Palmaditas en la espalda. ¿A qué sientan bien de vez en cuando? No te digo que no sea así pero la cuestión es si esa sensación te lleva por un buen camino.
Hay que ser un poco malpensando para ver detrás de una felicitación algo negativo. A veces, lo que ves, no es lo que hay.
- Lo primero tal vez es pensar que se trata de una especie de admiración honesta. La persona que te felicita realmente aprecia tus logros porque es capaz de evaluar el esfuerzo que hay detrás.

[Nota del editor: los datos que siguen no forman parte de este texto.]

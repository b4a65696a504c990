//! Capped local history of footprint calculations.
//!
//! The history is an ordered log, newest entry first, holding at most
//! `capacity` entries. Adding past the capacity drops the oldest entries.
//! Stores persist the whole log at once; appending is a single
//! load-insert-store step with no concurrent writers assumed.

use chrono::{DateTime, SecondsFormat, Utc};
use parking_lot::Mutex;
use serde::{Deserialize, Serialize};
use std::fs::{self, File};
use std::io::{BufReader, Write};
use std::path::{Path, PathBuf};
use tracing::{debug, info};

use crate::config::constants::DEFAULT_HISTORY_CAPACITY;
use crate::models::breakdown::{CategoryEmissions, EmissionBreakdown, EmissionLevel};

#[derive(Debug)]
pub enum HistoryError {
    IoError(std::io::Error),
    SerdeError(serde_json::Error),
    InvalidEntry(String),
}

impl From<std::io::Error> for HistoryError {
    fn from(err: std::io::Error) -> Self {
        HistoryError::IoError(err)
    }
}

impl From<serde_json::Error> for HistoryError {
    fn from(err: serde_json::Error) -> Self {
        HistoryError::SerdeError(err)
    }
}

impl std::fmt::Display for HistoryError {
    fn fmt(&self, f: &mut std::fmt::Formatter<'_>) -> std::fmt::Result {
        match self {
            HistoryError::IoError(e) => write!(f, "History storage error: {}", e),
            HistoryError::SerdeError(e) => write!(f, "History format error: {}", e),
            HistoryError::InvalidEntry(s) => write!(f, "Invalid history entry: {}", s),
        }
    }
}

impl std::error::Error for HistoryError {}

#[derive(Debug, Clone, PartialEq, Serialize, Deserialize)]
#[serde(rename_all = "camelCase")]
pub struct HistoryEntry {
    pub id: i64,                // Milliseconds since the epoch
    pub date: String,           // ISO-8601
    pub total: f64,
    pub per_capita: f64,
    pub level: String,          // Level label, e.g. "Very High"
    pub breakdown: CategoryEmissions,
    pub household_size: u32,
}

impl HistoryEntry {
    pub fn from_breakdown(breakdown: &EmissionBreakdown, household_size: u32, at: DateTime<Utc>) -> Self {
        Self {
            id: at.timestamp_millis(),
            date: at.to_rfc3339_opts(SecondsFormat::Millis, true),
            total: breakdown.total,
            per_capita: breakdown.per_capita,
            level: breakdown.level.label().to_string(),
            breakdown: breakdown.categories(),
            household_size,
        }
    }

    pub fn emission_level(&self) -> Result<EmissionLevel, HistoryError> {
        self.level.parse().map_err(HistoryError::InvalidEntry)
    }

    /// Rebuilds the breakdown this entry was recorded from.
    pub fn to_breakdown(&self) -> Result<EmissionBreakdown, HistoryError> {
        Ok(EmissionBreakdown {
            transport: self.breakdown.transport,
            electricity: self.breakdown.electricity,
            diet: self.breakdown.diet,
            waste: self.breakdown.waste,
            total: self.total,
            per_capita: self.per_capita,
            level: self.emission_level()?,
        })
    }

    pub fn recorded_at(&self) -> Option<DateTime<Utc>> {
        DateTime::parse_from_rfc3339(&self.date)
            .ok()
            .map(|d| d.with_timezone(&Utc))
    }
}

/// Ordered, capped log of history entries. Index 0 is the newest.
#[derive(Debug, Clone, PartialEq)]
pub struct LocalHistory {
    entries: Vec<HistoryEntry>,
    capacity: usize,
}

impl Default for LocalHistory {
    fn default() -> Self {
        Self::new(DEFAULT_HISTORY_CAPACITY)
    }
}

impl LocalHistory {
    pub fn new(capacity: usize) -> Self {
        Self {
            entries: Vec::new(),
            capacity: capacity.max(1),
        }
    }

    /// Wraps previously stored entries, trimming anything beyond the capacity.
    pub fn from_entries(mut entries: Vec<HistoryEntry>, capacity: usize) -> Self {
        let capacity = capacity.max(1);
        entries.truncate(capacity);
        Self { entries, capacity }
    }

    pub fn push(&mut self, entry: HistoryEntry) {
        self.entries.insert(0, entry);
        if self.entries.len() > self.capacity {
            let evicted = self.entries.len() - self.capacity;
            self.entries.truncate(self.capacity);
            debug!(evicted, "Evicted oldest history entries");
        }
    }

    pub fn entries(&self) -> &[HistoryEntry] {
        &self.entries
    }

    pub fn into_entries(self) -> Vec<HistoryEntry> {
        self.entries
    }

    pub fn latest(&self) -> Option<&HistoryEntry> {
        self.entries.first()
    }

    pub fn len(&self) -> usize {
        self.entries.len()
    }

    pub fn is_empty(&self) -> bool {
        self.entries.is_empty()
    }

}

/// Storage backend for the local history log.
pub trait HistoryStore {
    fn load(&self) -> Result<Vec<HistoryEntry>, HistoryError>;
    fn store(&self, entries: &[HistoryEntry]) -> Result<(), HistoryError>;

    fn load_history(&self, capacity: usize) -> Result<LocalHistory, HistoryError> {
        Ok(LocalHistory::from_entries(self.load()?, capacity))
    }

    /// Adds an entry in one read-modify-write step and returns the new log.
    fn append(&self, entry: HistoryEntry, capacity: usize) -> Result<LocalHistory, HistoryError> {
        let mut history = self.load_history(capacity)?;
        history.push(entry);
        self.store(history.entries())?;
        Ok(history)
    }
}

/// History kept as a JSON array in a single file.
pub struct FileHistoryStore {
    path: PathBuf,
}

impl FileHistoryStore {
    pub fn new(path: impl Into<PathBuf>) -> Self {
        Self { path: path.into() }
    }

    pub fn path(&self) -> &Path {
        &self.path
    }
}

impl HistoryStore for FileHistoryStore {
    fn load(&self) -> Result<Vec<HistoryEntry>, HistoryError> {
        if !self.path.exists() {
            debug!(path = %self.path.display(), "No history file yet");
            return Ok(Vec::new());
        }

        let file = File::open(&self.path)?;
        let entries: Vec<HistoryEntry> = serde_json::from_reader(BufReader::new(file))?;
        Ok(entries)
    }

    fn store(&self, entries: &[HistoryEntry]) -> Result<(), HistoryError> {
        let data = serde_json::to_vec_pretty(entries)?;
        atomic_write(&self.path, &data)?;
        info!(path = %self.path.display(), entries = entries.len(), "Saved local history");
        Ok(())
    }
}

/// History held in memory only, for sessions without a writable disk.
#[derive(Default)]
pub struct MemoryHistoryStore {
    entries: Mutex<Vec<HistoryEntry>>,
}

impl MemoryHistoryStore {
    pub fn new() -> Self {
        Self::default()
    }
}

impl HistoryStore for MemoryHistoryStore {
    fn load(&self) -> Result<Vec<HistoryEntry>, HistoryError> {
        Ok(self.entries.lock().clone())
    }

    fn store(&self, entries: &[HistoryEntry]) -> Result<(), HistoryError> {
        *self.entries.lock() = entries.to_vec();
        Ok(())
    }
}

// Write to `{path}.tmp`, flush, then rename over the target
fn atomic_write(path: &Path, data: &[u8]) -> std::io::Result<()> {
    if let Some(parent) = path.parent() {
        if !parent.as_os_str().is_empty() {
            fs::create_dir_all(parent)?;
        }
    }

    let mut tmp_path = path.as_os_str().to_owned();
    tmp_path.push(".tmp");
    let tmp_path = PathBuf::from(tmp_path);

    let result = File::create(&tmp_path).and_then(|mut file| {
        file.write_all(data)?;
        file.sync_all()?;
        fs::rename(&tmp_path, path)
    });

    if result.is_err() {
        let _ = fs::remove_file(&tmp_path);
    }
    result
}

- Otras veces es una conducta según las normas sociales. Cuando tu compañero de trabajo asciende de puesto hay una ola de felicitaciones por parte del resto de la empresa. No seguirla serie ir prácticamente contra corriente y demostrar de forma obvia para todo el mundo que no te ha sentido mal ese cambio.
- También puede haber segundas intenciones. ¿Esto qué significa? La dulce sensación de victoria te hace sentir hasta tal grado que puedes perder la energía de seguir tirando del carro con la misma fuerza. Estás sensato y no tienes el hambre que tenías antes. Los mejores deportistas no se conforman con una victoria sino tienen éxito porque están obsesionados con lograr la próxima. Felicitaciones pueden funcionar como un freno a tu empeño.
Me gusta pensar que prefiero las bofetadas en la cara que las palmaditas en la espalda. En realidad no es así. Cuando las cosas te vayan bien no te olvides que el camino todavía es largo. Esto no es un esprint, sino una maratón. Disfruta el momento, pero no te conformes demasiado con lo conseguido.